(Collected data entries)
************

// 该文件是 Wangchuan （望川） 项目的一部分。
// src/output.rs - 检测结果输出
//
// 本文件根据 Apache 许可证第 2.0 版（以下简称“许可证”）授权使用；
// 除非遵守该许可证条款，否则您不得使用本文件。
// 您可通过以下网址获取许可证副本：
// http://www.apache.org/licenses/LICENSE-2.0
// 除非适用法律要求或书面同意，根据本许可协议分发的软件均按“原样”提供，
// 不附带任何形式的明示或暗示的保证或条件。
// 有关许可权限与限制的具体条款，请参阅本许可协议。
//
// Copyright (C) 2026 Johann Li <me@qinka.pro>, Wareless Group

use thiserror::Error;
use url::Url;

use crate::{
  FromUrl, FromUrlWithScheme,
  model::InferenceError,
  pipeline::{FrameResult, ResultSink},
};

mod jsonl;
mod log;

pub use self::jsonl::{BoxedJsonLinesSink, JsonLinesSink, JsonLinesSinkError};
pub use self::log::LogSink;

#[derive(Error, Debug)]
pub enum OutputError {
  #[error("JSON Lines 输出错误: {0}")]
  JsonLinesSinkError(#[from] JsonLinesSinkError),
  #[error("URI 方案不匹配: {0}")]
  SchemeMismatch(String),
}

pub enum SinkWrapper {
  JsonLines(BoxedJsonLinesSink),
  Log(LogSink),
}

impl FromUrl for SinkWrapper {
  type Error = OutputError;

  fn from_url(url: &Url) -> Result<Self, Self::Error> {
    match url.scheme() {
      BoxedJsonLinesSink::SCHEME => {
        let sink = BoxedJsonLinesSink::from_url(url)?;
        Ok(SinkWrapper::JsonLines(sink))
      }
      LogSink::SCHEME => Ok(SinkWrapper::Log(LogSink::default())),
      scheme => Err(OutputError::SchemeMismatch(scheme.to_string())),
    }
  }
}

impl ResultSink for SinkWrapper {
  fn on_result(&mut self, result: &FrameResult) {
    match self {
      SinkWrapper::JsonLines(sink) => sink.on_result(result),
      SinkWrapper::Log(sink) => sink.on_result(result),
    }
  }

  fn on_fps(&mut self, fps: f32) {
    match self {
      SinkWrapper::JsonLines(sink) => sink.on_fps(fps),
      SinkWrapper::Log(sink) => sink.on_fps(fps),
    }
  }

  fn on_degraded(&mut self, failures: usize, error: &InferenceError) {
    match self {
      SinkWrapper::JsonLines(sink) => sink.on_degraded(failures, error),
      SinkWrapper::Log(sink) => sink.on_degraded(failures, error),
    }
  }
}

#[cfg(test)]
mod tests {
  use super::*;

  #[test]
  fn sink_from_url() {
    let url = Url::parse("log://").unwrap();
    assert!(matches!(SinkWrapper::from_url(&url), Ok(SinkWrapper::Log(_))));
    let url = Url::parse("jsonl://stdout").unwrap();
    assert!(matches!(
      SinkWrapper::from_url(&url),
      Ok(SinkWrapper::JsonLines(_))
    ));
    let url = Url::parse("rtsp://host/stream").unwrap();
    assert!(matches!(
      SinkWrapper::from_url(&url),
      Err(OutputError::SchemeMismatch(_))
    ));
  }
}
// 该文件是 Wangchuan （望川） 项目的一部分。
// src/pool.rs - 像素与张量缓冲池
//
// 本文件根据 Apache 许可证第 2.0 版（以下简称“许可证”）授权使用；
// 除非遵守该许可证条款，否则您不得使用本文件。
// 您可通过以下网址获取许可证副本：
// http://www.apache.org/licenses/LICENSE-2.0
// 除非适用法律要求或书面同意，根据本许可协议分发的软件均按“原样”提供，
// 不附带任何形式的明示或暗示的保证或条件。
// 有关许可权限与限制的具体条款，请参阅本许可协议。
//
// Copyright (C) 2026 Johann Li <me@qinka.pro>, Wareless Group

use tracing::debug;

/// 缓冲池槽位编号
#[derive(Debug, Clone, Copy, PartialEq, Eq, Hash)]
pub struct SlotId(usize);

impl SlotId {
  pub fn index(self) -> usize {
    self.0
  }
}

/// 固定槽位数的像素缓冲池
///
/// 槽位只在遇到更大的帧时扩容，稳态下不做任何分配。
#[derive(Debug)]
pub struct BufferPool {
  slots: Vec<Vec<u8>>,
  in_use: Vec<bool>,
  grow_count: usize,
}

impl BufferPool {
  pub fn new(slots: usize, capacity: usize) -> Self {
    let slots = slots.max(1);
    Self {
      slots: (0..slots).map(|_| Vec::with_capacity(capacity)).collect(),
      in_use: vec![false; slots],
      grow_count: 0,
    }
  }

  /// 取一个空闲槽位，并把其长度设为 `len`
  pub fn acquire(&mut self, len: usize) -> Option<SlotId> {
    let index = self.in_use.iter().position(|used| !used)?;
    let buffer = &mut self.slots[index];
    if buffer.capacity() < len {
      debug!(
        "缓冲槽位 {} 扩容: {} -> {} 字节",
        index,
        buffer.capacity(),
        len
      );
      self.grow_count += 1;
    }
    buffer.resize(len, 0);
    self.in_use[index] = true;
    Some(SlotId(index))
  }

  pub fn buffer(&self, slot: SlotId) -> &[u8] {
    &self.slots[slot.0]
  }

  pub fn buffer_mut(&mut self, slot: SlotId) -> &mut [u8] {
    &mut self.slots[slot.0]
  }

  pub fn release(&mut self, slot: SlotId) {
    self.in_use[slot.0] = false;
  }

  pub fn available(&self) -> usize {
    self.in_use.iter().filter(|used| !**used).count()
  }

  pub fn len(&self) -> usize {
    self.slots.len()
  }

  pub fn is_empty(&self) -> bool {
    self.slots.is_empty()
  }

  /// 槽位扩容的累计次数
  pub fn grow_count(&self) -> usize {
    self.grow_count
  }
}

/// 模型输入张量，NHWC 排列，批大小为 1
///
/// 模型加载时分配一次，之后每帧原地覆写。
#[derive(Debug, Clone)]
pub struct Tensor {
  side: usize,
  channels: usize,
  data: Box<[f32]>,
}

impl Tensor {
  pub fn new(side: usize, channels: usize) -> Self {
    Self {
      side,
      channels,
      data: vec![0.0; side * side * channels].into_boxed_slice(),
    }
  }

  pub fn side(&self) -> usize {
    self.side
  }

  pub fn channels(&self) -> usize {
    self.channels
  }

  pub fn len(&self) -> usize {
    self.data.len()
  }

  pub fn is_empty(&self) -> bool {
    self.data.is_empty()
  }

  pub fn as_slice(&self) -> &[f32] {
    &self.data
  }

  pub fn as_mut_slice(&mut self) -> &mut [f32] {
    &mut self.data
  }

  /// 仅在边长变化时重新分配，返回是否发生了分配
  pub fn reshape(&mut self, side: usize) -> bool {
    if side == self.side {
      return false;
    }
    debug!("输入张量重新分配: {} -> {}", self.side, side);
    *self = Tensor::new(side, self.channels);
    true
  }
}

************

- TRY IT: The lines needed are the ones from the first line of the entries through the line that contains "pub enum SinkWrapper", given again without any change.

- SOLUTION:
// 该文件是 Wangchuan （望川） 项目的一部分。
// src/output.rs - 检测结果输出
//
// 本文件根据 Apache 许可证第 2.0 版（以下简称“许可证”）授权使用；
// 除非遵守该许可证条款，否则您不得使用本文件。
// 您可通过以下网址获取许可证副本：
// http://www.apache.org/licenses/LICENSE-2.0
// 除非适用法律要求或书面同意，根据本许可协议分发的软件均按“原样”提供，
// 不附带任何形式的明示或暗示的保证或条件。
// 有关许可权限与限制的具体条款，请参阅本许可协议。
//
// Copyright (C) 2026 Johann Li <me@qinka.pro>, Wareless Group

use thiserror::Error;
use url::Url;

use crate::{
  FromUrl, FromUrlWithScheme,
  model::InferenceError,
  pipeline::{FrameResult, ResultSink},
};

mod jsonl;
mod log;

pub use self::jsonl::{BoxedJsonLinesSink, JsonLinesSink, JsonLinesSinkError};
pub use self::log::LogSink;

#[derive(Error, Debug)]
pub enum OutputError {
  #[error("JSON Lines 输出错误: {0}")]
  JsonLinesSinkError(#[from] JsonLinesSinkError),
  #[error("URI 方案不匹配: {0}")]
  SchemeMismatch(String),
}

pub enum SinkWrapper {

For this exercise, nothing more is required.